Problem statement => Your task is to transcribe the data in full.

Dataset records =>
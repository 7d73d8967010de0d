//! Resource identity and deferred resolution.
//!
//! Resources referenced externally are identified by a 128-bit id plus a
//! class name. Loading a file never resolves them directly; each import
//! becomes a [`ResourcePromise`] that an out-of-scope resource loader
//! fulfills later.

use std::fmt;
use std::sync::atomic::{AtomicBool, Ordering};
use std::sync::{Arc, Mutex};

use uuid::Uuid;

use crate::object::ObjectRef;
use crate::strings::StringId;

/// Persistent 128-bit resource identity.
#[derive(Clone, Copy, Debug, Default, PartialEq, Eq, Hash, PartialOrd, Ord)]
pub struct ResourceId(Uuid);

impl ResourceId {
    pub fn new(uuid: Uuid) -> ResourceId {
        ResourceId(uuid)
    }

    pub fn generate() -> ResourceId {
        ResourceId(Uuid::new_v4())
    }

    pub fn from_bytes(bytes: [u8; 16]) -> ResourceId {
        ResourceId(Uuid::from_bytes(bytes))
    }

    pub fn as_bytes(&self) -> &[u8; 16] {
        self.0.as_bytes()
    }

    pub fn is_nil(&self) -> bool {
        self.0.is_nil()
    }

    /// Parses both braced (`{…}`) and plain hyphenated forms.
    pub fn parse(text: &str) -> Option<ResourceId> {
        Uuid::parse_str(text.trim()).ok().map(ResourceId)
    }
}

impl fmt::Display for ResourceId {
    fn fmt(&self, f: &mut fmt::Formatter<'_>) -> fmt::Result {
        write!(f, "{}", self.0.braced())
    }
}

/// Class-qualified external reference form of a resource.
#[derive(Clone, Copy, Debug, PartialEq, Eq, Hash)]
pub struct ResourceKey {
    pub id: ResourceId,
    pub class: StringId,
}

impl ResourceKey {
    pub fn new(id: ResourceId, class: StringId) -> ResourceKey {
        ResourceKey { id, class }
    }
}

/// A deferred, atomically fulfillable handle to a resource. Until
/// fulfilled, resolution yields `None`; the first `fulfill` wins.
pub struct ResourcePromise {
    key: ResourceKey,
    path: Option<String>,
    fulfilled: AtomicBool,
    cell: Mutex<Option<ObjectRef>>,
}

pub type ResourcePromiseRef = Arc<ResourcePromise>;

impl ResourcePromise {
    pub fn empty(key: ResourceKey) -> ResourcePromiseRef {
        Arc::new(ResourcePromise {
            key,
            path: None,
            fulfilled: AtomicBool::new(false),
            cell: Mutex::new(None),
        })
    }

    pub fn with_path(key: ResourceKey, path: &str) -> ResourcePromiseRef {
        Arc::new(ResourcePromise {
            key,
            path: Some(path.to_string()),
            fulfilled: AtomicBool::new(false),
            cell: Mutex::new(None),
        })
    }

    /// Already-resolved promise, used when the target object is at hand.
    pub fn resolved(key: ResourceKey, object: ObjectRef) -> ResourcePromiseRef {
        let promise = ResourcePromise::empty(key);
        promise.fulfill(Some(object));
        promise
    }

    pub fn key(&self) -> ResourceKey {
        self.key
    }

    pub fn id(&self) -> ResourceId {
        self.key.id
    }

    pub fn class(&self) -> StringId {
        self.key.class
    }

    pub fn path(&self) -> Option<&str> {
        self.path.as_deref()
    }

    pub fn fulfilled(&self) -> bool {
        self.fulfilled.load(Ordering::Acquire)
    }

    /// Stores the resolution. Only the first call has any effect.
    pub fn fulfill(&self, object: Option<ObjectRef>) {
        let mut cell = self.cell.lock().expect("promise lock poisoned");
        if self.fulfilled.load(Ordering::Acquire) {
            return;
        }
        *cell = object;
        self.fulfilled.store(true, Ordering::Release);
    }

    /// The resolved object; `None` until fulfilled (or fulfilled to null).
    pub fn peek(&self) -> Option<ObjectRef> {
        if !self.fulfilled.load(Ordering::Acquire) {
            return None;
        }
        self.cell.lock().expect("promise lock poisoned").clone()
    }
}

impl fmt::Debug for ResourcePromise {
    fn fmt(&self, f: &mut fmt::Formatter<'_>) -> fmt::Result {
        write!(
            f,
            "ResourcePromise({} {}, fulfilled: {})",
            self.key.class,
            self.key.id,
            self.fulfilled()
        )
    }
}
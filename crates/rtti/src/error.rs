use thiserror::Error;

#[derive(Error, Debug)]
pub enum RttiError {
    #[error("unknown type '{0}'")]
    UnknownType(String),

    #[error("type '{0}' is already registered")]
    DuplicateType(String),

    #[error("class '{0}' is abstract and cannot be instantiated")]
    AbstractClass(String),

    #[error("class '{0}' is not constructible")]
    NotConstructible(String),

    #[error("class '{class}' has no property '{property}'")]
    UnknownProperty { class: String, property: String },

    #[error("value of type '{found}' cannot be stored in a '{expected}' slot")]
    ValueTypeMismatch { expected: String, found: String },
}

Response for this exercise =>
repository 7d73d8967010de0d
//! Resource identity and deferred resolution.
//!
//! Resources referenced externally are identified by a 128-bit id plus a
//! class name. Loading a file never resolves them directly; each import
//! becomes a [`ResourcePromise`] that an out-of-scope resource loader
//! fulfills later.

use std::fmt;
use std::sync::atomic::{AtomicBool, Ordering};
use std::sync::{Arc, Mutex};

use uuid::Uuid;

use crate::object::ObjectRef;
use crate::strings::StringId;

/// Persistent 128-bit resource identity.
#[derive(Clone, Copy, Debug, Default, PartialEq, Eq, Hash, PartialOrd, Ord)]
pub struct ResourceId(Uuid);

impl ResourceId {
    pub fn new(uuid: Uuid) -> ResourceId {
        ResourceId(uuid)
    }

    pub fn generate() -> ResourceId {
        ResourceId(Uuid::new_v4())
    }

    pub fn from_bytes(bytes: [u8; 16]) -> ResourceId {
        ResourceId(Uuid::from_bytes(bytes))
    }

    pub fn as_bytes(&self) -> &[u8; 16] {
        self.0.as_bytes()
    }

    pub fn is_nil(&self) -> bool {
        self.0.is_nil()
    }

    /// Parses both braced (`{…}`) and plain hyphenated forms.
    pub fn parse(text: &str) -> Option<ResourceId> {
        Uuid::parse_str(text.trim()).ok().map(ResourceId)
    }
}

impl fmt::Display for ResourceId {
    fn fmt(&self, f: &mut fmt::Formatter<'_>) -> fmt::Result {
        write!(f, "{}", self.0.braced())
    }
}

/// Class-qualified external reference form of a resource.
#[derive(Clone, Copy, Debug, PartialEq, Eq, Hash)]
pub struct ResourceKey {
    pub id: ResourceId,
    pub class: StringId,
}

impl ResourceKey {
    pub fn new(id: ResourceId, class: StringId) -> ResourceKey {
        ResourceKey { id, class }
    }
}

/// A deferred, atomically fulfillable handle to a resource. Until
/// fulfilled, resolution yields `None`; the first `fulfill` wins.
pub struct ResourcePromise {
    key: ResourceKey,
    path: Option<String>,
    fulfilled: AtomicBool,
    cell: Mutex<Option<ObjectRef>>,
}

pub type ResourcePromiseRef = Arc<ResourcePromise>;

impl ResourcePromise {
    pub fn empty(key: ResourceKey) -> ResourcePromiseRef {
        Arc::new(ResourcePromise {
            key,
            path: None,
            fulfilled: AtomicBool::new(false),
            cell: Mutex::new(None),
        })
    }

    pub fn with_path(key: ResourceKey, path: &str) -> ResourcePromiseRef {
        Arc::new(ResourcePromise {
            key,
            path: Some(path.to_string()),
            fulfilled: AtomicBool::new(false),
            cell: Mutex::new(None),
        })
    }

    /// Already-resolved promise, used when the target object is at hand.
    pub fn resolved(key: ResourceKey, object: ObjectRef) -> ResourcePromiseRef {
        let promise = ResourcePromise::empty(key);
        promise.fulfill(Some(object));
        promise
    }

    pub fn key(&self) -> ResourceKey {
        self.key
    }

    pub fn id(&self) -> ResourceId {
        self.key.id
    }

    pub fn class(&self) -> StringId {
        self.key.class
    }

    pub fn path(&self) -> Option<&str> {
        self.path.as_deref()
    }

    pub fn fulfilled(&self) -> bool {
        self.fulfilled.load(Ordering::Acquire)
    }

    /// Stores the resolution. Only the first call has any effect.
    pub fn fulfill(&self, object: Option<ObjectRef>) {
        let mut cell = self.cell.lock().expect("promise lock poisoned");
        if self.fulfilled.load(Ordering::Acquire) {
            return;
        }
        *cell = object;
        self.fulfilled.store(true, Ordering::Release);
    }

    /// The resolved object; `None` until fulfilled (or fulfilled to null).
    pub fn peek(&self) -> Option<ObjectRef> {
        if !self.fulfilled.load(Ordering::Acquire) {
            return None;
        }
        self.cell.lock().expect("promise lock poisoned").clone()
    }
}

impl fmt::Debug for ResourcePromise {
    fn fmt(&self, f: &mut fmt::Formatter<'_>) -> fmt::Result {
        write!(
            f,
            "ResourcePromise({} {}, fulfilled: {})",
            self.key.class,
            self.key.id,
            self.fulfilled()
        )
    }
}
filename crates/rtti/src/error.rs
use thiserror::Error;

#[derive(Error, Debug)]
pub enum RttiError {
    #[error("unknown type '{0}'")]
    UnknownType(String),

    #[error("type '{0}' is already registered")]
    DuplicateType(String),

    #[error("class '{0}' is abstract and cannot be instantiated")]
    AbstractClass(String),

    #[error("class '{0}' is not constructible")]
    NotConstructible(String),

    #[error("class '{class}' has no property '{property}'")]
    UnknownProperty { class: String, property: String },

    #[error("value of type '{found}' cannot be stored in a '{expected}' slot")]
    ValueTypeMismatch { expected: String, found: String },
}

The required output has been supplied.